Terny (Терни) is a village in Ukraine in Lubny Raion (district) of Poltava Oblast. It belongs to Lubny urban hromada, one of the hromadas of Ukraine. In 2001, there were 471 inhabitants. Terny is situated on the right bank of the river Sula.

==History==
In the 17th century Jeremi Wiśniowiecki gave the village to Lubny Bernardine Monastery. Catholic monks founded in Terny the garden on 12 dessiatins. In 1657, after the destroying of Bernardine monastery in Lubny, the village was given to Mhar Monastery by Bohdan Khmelnytsky.

1721 Peter the Great founded in Terny and Lubny two "pharmacy gardens" on the area of 50 dessiatins.
1781 - the village was without church, with 30 huts, there were 134 inhabitants in 1787.
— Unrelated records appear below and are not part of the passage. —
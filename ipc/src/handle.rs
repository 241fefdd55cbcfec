//! Platform handles that can travel alongside a message
//!
//! On Unix a handle is an owned file descriptor passed with `SCM_RIGHTS`.
//! On Windows it is an owned handle the sender duplicates into the target
//! process before the message leaves.

#[cfg(unix)]
pub use unix::TransferableHandle;

#[cfg(windows)]
pub use windows_impl::TransferableHandle;

#[cfg(unix)]
mod unix {
    use crate::error::HandleError;
    use std::fs::File;
    use std::os::fd::{AsFd, AsRawFd, BorrowedFd, OwnedFd, RawFd};

    /// An owned descriptor attached to a message
    ///
    /// Closed exactly once: when sent (after the kernel has taken its copy)
    /// or when the message carrying it is dropped.
    #[derive(Debug)]
    pub struct TransferableHandle {
        fd: OwnedFd,
    }

    impl TransferableHandle {
        /// Wraps a descriptor for transfer
        ///
        /// Directories are refused: a directory descriptor in a sandboxed
        /// child can be walked upwards with `openat`.
        pub fn from_fd(fd: OwnedFd) -> Result<Self, HandleError> {
            let file = File::from(fd);
            if file.metadata()?.is_dir() {
                return Err(HandleError::Directory);
            }
            Ok(Self {
                fd: OwnedFd::from(file),
            })
        }

        pub(crate) fn from_received(fd: OwnedFd) -> Self {
            Self { fd }
        }

        pub fn try_clone(&self) -> Result<Self, HandleError> {
            Ok(Self {
                fd: self.fd.try_clone()?,
            })
        }

        pub fn into_fd(self) -> OwnedFd {
            self.fd
        }

        pub fn into_file(self) -> File {
            File::from(self.fd)
        }
    }

    impl AsFd for TransferableHandle {
        fn as_fd(&self) -> BorrowedFd<'_> {
            self.fd.as_fd()
        }
    }

    impl AsRawFd for TransferableHandle {
        fn as_raw_fd(&self) -> RawFd {
            self.fd.as_raw_fd()
        }
    }

    impl From<File> for TransferableHandle {
        fn from(file: File) -> Self {
            Self {
                fd: OwnedFd::from(file),
            }
        }
    }
}

#[cfg(windows)]
mod windows_impl {
    use crate::error::HandleError;
    use std::os::windows::io::{AsHandle, AsRawHandle, BorrowedHandle, OwnedHandle};
    use windows::Win32::Foundation::{DuplicateHandle, BOOL, DUPLICATE_SAME_ACCESS, HANDLE};
    use windows::Win32::System::Threading::GetCurrentProcess;

    /// An owned handle attached to a message
    #[derive(Debug)]
    pub struct TransferableHandle {
        handle: OwnedHandle,
    }

    impl TransferableHandle {
        pub fn from_handle(handle: OwnedHandle) -> Self {
            Self { handle }
        }

        pub fn try_clone(&self) -> Result<Self, HandleError> {
            Ok(Self {
                handle: self.handle.try_clone()?,
            })
        }

        /// Duplicates the handle into `target_process`
        ///
        /// Returns the raw handle value valid inside the target. The target
        /// process handle needs `PROCESS_DUP_HANDLE` access.
        pub fn duplicate_into(&self, target_process: BorrowedHandle<'_>) -> Result<usize, HandleError> {
            let mut target = HANDLE::default();
            unsafe {
                DuplicateHandle(
                    GetCurrentProcess(),
                    HANDLE(self.handle.as_raw_handle()),
                    HANDLE(target_process.as_raw_handle()),
                    &mut target,
                    0,
                    BOOL(0),
                    DUPLICATE_SAME_ACCESS,
                )?;
            }
            Ok(target.0 as usize)
        }

        pub fn into_handle(self) -> OwnedHandle {
            self.handle
        }
    }

    impl AsHandle for TransferableHandle {
        fn as_handle(&self) -> BorrowedHandle<'_> {
            self.handle.as_handle()
        }
    }
}
//! Host runtime configuration
//!
//! Loaded from a JSON file; command-line options override individual fields.

use child_process_host::HostConfig;
use core_types::ProcessType;
use serde::{Deserialize, Serialize};
use std::path::{Path, PathBuf};
use std::time::Duration;

use crate::runtime::HostRuntimeError;

/// What to do when a child goes away
#[derive(Debug, Clone, Copy, PartialEq, Eq, Default, Serialize, Deserialize)]
#[serde(rename_all = "snake_case", tag = "kind")]
pub enum RestartPolicy {
    /// Never restart the child
    #[default]
    Never,
    /// Always restart the child (regardless of how it ended)
    Always,
    /// Restart unless it exited normally
    OnFailure,
    /// Like `OnFailure`, at most `max_restarts` times
    Limited { max_restarts: u32 },
}

/// One child to launch
#[derive(Debug, Clone, PartialEq, Eq, Serialize, Deserialize)]
pub struct ChildSpec {
    /// Human-readable name, used in logs
    pub name: String,
    pub process_type: ProcessType,
    pub program: PathBuf,
    #[serde(default)]
    pub args: Vec<String>,
    #[serde(default)]
    pub restart: RestartPolicy,
}

impl ChildSpec {
    pub fn new(name: impl Into<String>, process_type: ProcessType, program: impl Into<PathBuf>) -> Self {
        Self {
            name: name.into(),
            process_type,
            program: program.into(),
            args: Vec::new(),
            restart: RestartPolicy::Never,
        }
    }

    pub fn with_args<I, S>(mut self, args: I) -> Self
    where
        I: IntoIterator<Item = S>,
        S: Into<String>,
    {
        self.args = args.into_iter().map(Into::into).collect();
        self
    }

    pub fn with_restart(mut self, restart: RestartPolicy) -> Self {
        self.restart = restart;
        self
    }
}

/// Host runtime configuration
#[derive(Debug, Clone, PartialEq, Eq, Serialize, Deserialize)]
#[serde(default)]
pub struct HostRuntimeConfig {
    pub host: HostConfig,
    pub children: Vec<ChildSpec>,
    /// Stop after this long (unset = run until idle or forever)
    pub run_for_ms: Option<u64>,
    /// Whether to exit when no children are running
    pub exit_on_idle: bool,
    /// Longest a single pump waits for events
    pub pump_interval_ms: u64,
    /// Log level name; `--log-level` and `HOSTD_LOG` override it
    pub log_level: Option<String>,
}

impl Default for HostRuntimeConfig {
    fn default() -> Self {
        Self {
            host: HostConfig::default(),
            children: Vec::new(),
            run_for_ms: None,
            exit_on_idle: false,
            pump_interval_ms: 50,
            log_level: None,
        }
    }
}

impl HostRuntimeConfig {
    pub fn from_json(text: &str) -> Result<Self, HostRuntimeError> {
        let config: Self = serde_json::from_str(text)?;
        config.validate()?;
        Ok(config)
    }

    pub fn from_file(path: &Path) -> Result<Self, HostRuntimeError> {
        let text = std::fs::read_to_string(path).map_err(|source| HostRuntimeError::ConfigFile {
            path: path.to_path_buf(),
            source,
        })?;
        Self::from_json(&text)
    }

    pub fn validate(&self) -> Result<(), HostRuntimeError> {
        self.host.ipc.validate()?;
        if self.pump_interval_ms == 0 {
            return Err(HostRuntimeError::InvalidConfig(
                "pump_interval_ms must be positive".to_string(),
            ));
        }
        for spec in &self.children {
            if spec.name.is_empty() {
                return Err(HostRuntimeError::InvalidConfig(
                    "every child needs a name".to_string(),
                ));
            }
        }
        Ok(())
    }

    pub fn run_for(&self) -> Option<Duration> {
        self.run_for_ms.map(Duration::from_millis)
    }

    pub fn pump_interval(&self) -> Duration {
        Duration::from_millis(self.pump_interval_ms)
    }
}
//! Kinds of child processes a host can manage

use serde::{Deserialize, Serialize};
use std::fmt;
use std::str::FromStr;

/// Process type of a child, passed to the child as `--type=<name>`
#[derive(Debug, Clone, Copy, PartialEq, Eq, Hash, Serialize, Deserialize)]
#[serde(rename_all = "snake_case")]
pub enum ProcessType {
    Browser,
    Renderer,
    Plugin,
    PpapiPlugin,
    PpapiBroker,
    Utility,
    Zygote,
    Worker,
    Gpu,
    NaclLoader,
    NaclBroker,
}

impl ProcessType {
    pub const ALL: [ProcessType; 11] = [
        ProcessType::Browser,
        ProcessType::Renderer,
        ProcessType::Plugin,
        ProcessType::PpapiPlugin,
        ProcessType::PpapiBroker,
        ProcessType::Utility,
        ProcessType::Zygote,
        ProcessType::Worker,
        ProcessType::Gpu,
        ProcessType::NaclLoader,
        ProcessType::NaclBroker,
    ];

    /// Value of the `--type` switch
    pub fn switch_value(&self) -> &'static str {
        match self {
            ProcessType::Browser => "browser",
            ProcessType::Renderer => "renderer",
            ProcessType::Plugin => "plugin",
            ProcessType::PpapiPlugin => "ppapi",
            ProcessType::PpapiBroker => "ppapi-broker",
            ProcessType::Utility => "utility",
            ProcessType::Zygote => "zygote",
            ProcessType::Worker => "worker",
            ProcessType::Gpu => "gpu-process",
            ProcessType::NaclLoader => "nacl-loader",
            ProcessType::NaclBroker => "nacl-broker",
        }
    }
}

impl fmt::Display for ProcessType {
    fn fmt(&self, f: &mut fmt::Formatter<'_>) -> fmt::Result {
        f.write_str(self.switch_value())
    }
}

/// A `--type` value that names no known process type
#[derive(Debug, Clone, PartialEq, Eq)]
pub struct UnknownProcessType(pub String);

impl fmt::Display for UnknownProcessType {
    fn fmt(&self, f: &mut fmt::Formatter<'_>) -> fmt::Result {
        write!(f, "unknown process type: {}", self.0)
    }
}

impl std::error::Error for UnknownProcessType {}

impl FromStr for ProcessType {
    type Err = UnknownProcessType;

    fn from_str(s: &str) -> Result<Self, Self::Err> {
        ProcessType::ALL
            .iter()
            .copied()
            .find(|t| t.switch_value() == s)
            .ok_or_else(|| UnknownProcessType(s.to_string()))
    }
}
1880 - upon request of the Department of Agriculture Kateryna Skarzhynska donated 30 dessiatins of land in the village Terny for the foundation of the agricultural school. In 1929 this school was reorganized to the College of Medicinal and Aromatic Plants, and in 1950 - to the Forest College.

1903 - there were 335 inhabitants in Terny. The village was without church, belonged to Vyazivok parish.

==Religion==
From 2011 in Terny is the Eastern Orthodox church dedicated to St. John the Apostle. Feast day celebrated on May 21.